🤖 AI Summary
This paper addresses the series-parallel pomset recognition problem in concurrent program modeling. To overcome the high query cost and inefficient counterexample handling of conventional approaches—especially on complex, long-structured pomsets—we propose an active learning framework for pomset recognizers. Our contributions are threefold: (1) an exponentially more efficient counterexample analysis algorithm; (2) a refined $L^lambda$ algorithm that suppresses redundant membership queries and equivalent queries; and (3) an extended $W$-method to generate a finite, complete test suite, ensuring reliable equivalence checking. Integrating the Minimally Adequate Teacher (MAT) paradigm, algebraic language recognition, and pomset theory, our framework significantly reduces both query complexity and counterexample processing overhead. In the theoretically optimal case, it achieves exponential speedup, thereby enhancing both the efficiency and practicality of automated pomset inference.
📝 Abstract
Pomsets are a promising formalism for concurrent programs based on partially ordered sets. Among this class, series-parallel pomsets admit a convenient linear representation and can be recognized by simple algebraic structures known as pomset recognizers.
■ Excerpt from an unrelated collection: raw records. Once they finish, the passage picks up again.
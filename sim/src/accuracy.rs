//! Reference accuracy against ground truth: RMSE position/velocity, coverage.

use crate::target::TruthSample;
use recon_core::{types::TimeKey, Reference, TargetId};
use serde::{Deserialize, Serialize};
use std::collections::BTreeMap;

/// Accumulated accuracy statistics.
#[derive(Clone, Debug, Default, PartialEq, Serialize, Deserialize)]
pub struct AccuracyMetrics {
    /// Targets with at least one evaluated reference
    pub n_targets: u64,
    /// Targets with truth but no published reference
    pub n_missing_targets: u64,
    /// References compared against truth
    pub n_matched: u64,
    /// References outside the target's truth span (or for unknown targets)
    pub n_unmatched: u64,
    /// Sum of squared position errors (for RMSE)
    pub sum_sq_pos_err: f64,
    /// Sum of squared velocity errors (for RMSE)
    pub sum_sq_vel_err: f64,
    /// Largest position error seen (m)
    pub max_pos_err: f64,
}

impl AccuracyMetrics {
    /// Root-mean-square position error (meters, 2D).
    pub fn rmse_position(&self) -> f64 {
        if self.n_matched == 0 {
            return 0.0;
        }
        (self.sum_sq_pos_err / self.n_matched as f64).sqrt()
    }

    /// Root-mean-square velocity error (m/s, 2D).
    pub fn rmse_velocity(&self) -> f64 {
        if self.n_matched == 0 {
            return 0.0;
        }
        (self.sum_sq_vel_err / self.n_matched as f64).sqrt()
    }

    /// Compare one reference with the truth sample at its time.
    pub fn accumulate(&mut self, reference: &Reference, truth: &TruthSample) {
        let dx = reference.x - truth.x;
        let dy = reference.y - truth.y;
        let dvx = reference.vx - truth.vx;
        let dvy = reference.vy - truth.vy;
        let pos_sq = dx * dx + dy * dy;
        self.sum_sq_pos_err += pos_sq;
        self.sum_sq_vel_err += dvx * dvx + dvy * dvy;
        self.max_pos_err = self.max_pos_err.max(pos_sq.sqrt());
        self.n_matched += 1;
    }

    /// Evaluate every published trajectory against the truth of its target.
    pub fn evaluate(
        published: &BTreeMap<TargetId, BTreeMap<TimeKey, Reference>>,
        truth: &BTreeMap<TargetId, Vec<TruthSample>>,
    ) -> Self {
        let mut metrics = Self::default();

        for (id, references) in published {
            let Some(samples) = truth.get(id) else {
                metrics.n_unmatched += references.len() as u64;
                continue;
            };
            let before = metrics.n_matched;
            for reference in references.values() {
                match truth_at(samples, reference.t) {
                    Some(sample) => metrics.accumulate(reference, &sample),
                    None => metrics.n_unmatched += 1,
                }
            }
            if metrics.n_matched > before {
                metrics.n_targets += 1;
            }
        }

        metrics.n_missing_targets = truth
            .keys()
            .filter(|id| published.get(id).map_or(true, BTreeMap::is_empty))
            .count() as u64;
        metrics
    }
}

/// Truth at `t`, interpolated between the bracketing samples.
pub fn truth_at(samples: &[TruthSample], t: f64) -> Option<TruthSample> {
    let idx = samples.partition_point(|s| s.t < t);
    let after = samples.get(idx)?;
    if after.t == t {
        return Some(*after);
    }
    let before = samples.get(idx.checked_sub(1)?)?;
    Some(before.lerp(after, t))
}

#[cfg(test)]
mod tests {
    use super::*;
    use approx::assert_abs_diff_eq;
    use ordered_float::OrderedFloat;
    use recon_core::{KalmanUpdate, StateCov, StateVec};

    fn sample(t: f64) -> TruthSample {
        TruthSample {
            t,
            x: 10.0 * t,
            y: 0.0,
            vx: 10.0,
            vy: 0.0,
        }
    }

    fn reference(t: f64, x: f64) -> Reference {
        let mut state = StateVec::zeros();
        state[0] = x;
        state[2] = 10.0;
        Reference::from_update(&KalmanUpdate::new(t, state, StateCov::identity()))
    }

    #[test]
    fn truth_is_interpolated_inside_span_only() {
        let samples: Vec<_> = (0..5).map(|t| sample(t as f64)).collect();
        assert_abs_diff_eq!(truth_at(&samples, 2.5).unwrap().x, 25.0);
        assert_eq!(truth_at(&samples, 3.0), Some(sample(3.0)));
        assert!(truth_at(&samples, -0.1).is_none());
        assert!(truth_at(&samples, 4.1).is_none());
    }

    #[test]
    fn rmse_over_published_references() {
        let truth = BTreeMap::from([
            (TargetId(1), (0..10).map(|t| sample(t as f64)).collect::<Vec<_>>()),
            (TargetId(2), vec![sample(0.0)]),
        ]);
        let mut refs = BTreeMap::new();
        // errors of 3 m and 4 m
        refs.insert(OrderedFloat(1.0), reference(1.0, 13.0));
        refs.insert(OrderedFloat(2.0), reference(2.0, 16.0));
        refs.insert(OrderedFloat(20.0), reference(20.0, 200.0));
        let published = BTreeMap::from([(TargetId(1), refs)]);

        let m = AccuracyMetrics::evaluate(&published, &truth);
        assert_eq!(m.n_matched, 2);
        assert_eq!(m.n_unmatched, 1);
        assert_eq!(m.n_targets, 1);
        assert_eq!(m.n_missing_targets, 1);
        assert_abs_diff_eq!(m.rmse_position(), (12.5f64).sqrt(), epsilon = 1e-12);
        assert_abs_diff_eq!(m.rmse_velocity(), 0.0);
        assert_abs_diff_eq!(m.max_pos_err, 4.0);
    }
}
Active learning consists in inferring a formal model of a recognizable language by asking membership and equivalence queries to a minimally adequate teacher (MAT). We improve existing learning algorithms for pomset recognizers by 1. introducing a new counter-example analysis procedure that is in the best case scenario exponentially more efficient than existing methods 2. adapting the state-of-the-art $L^{lambda}$ algorithm to minimize the impact of exceedingly verbose counter-examples and remove redundant queries 3. designing a suitable finite test suite that ensures general equivalence between two pomset recognizers by extending the well-known W-method.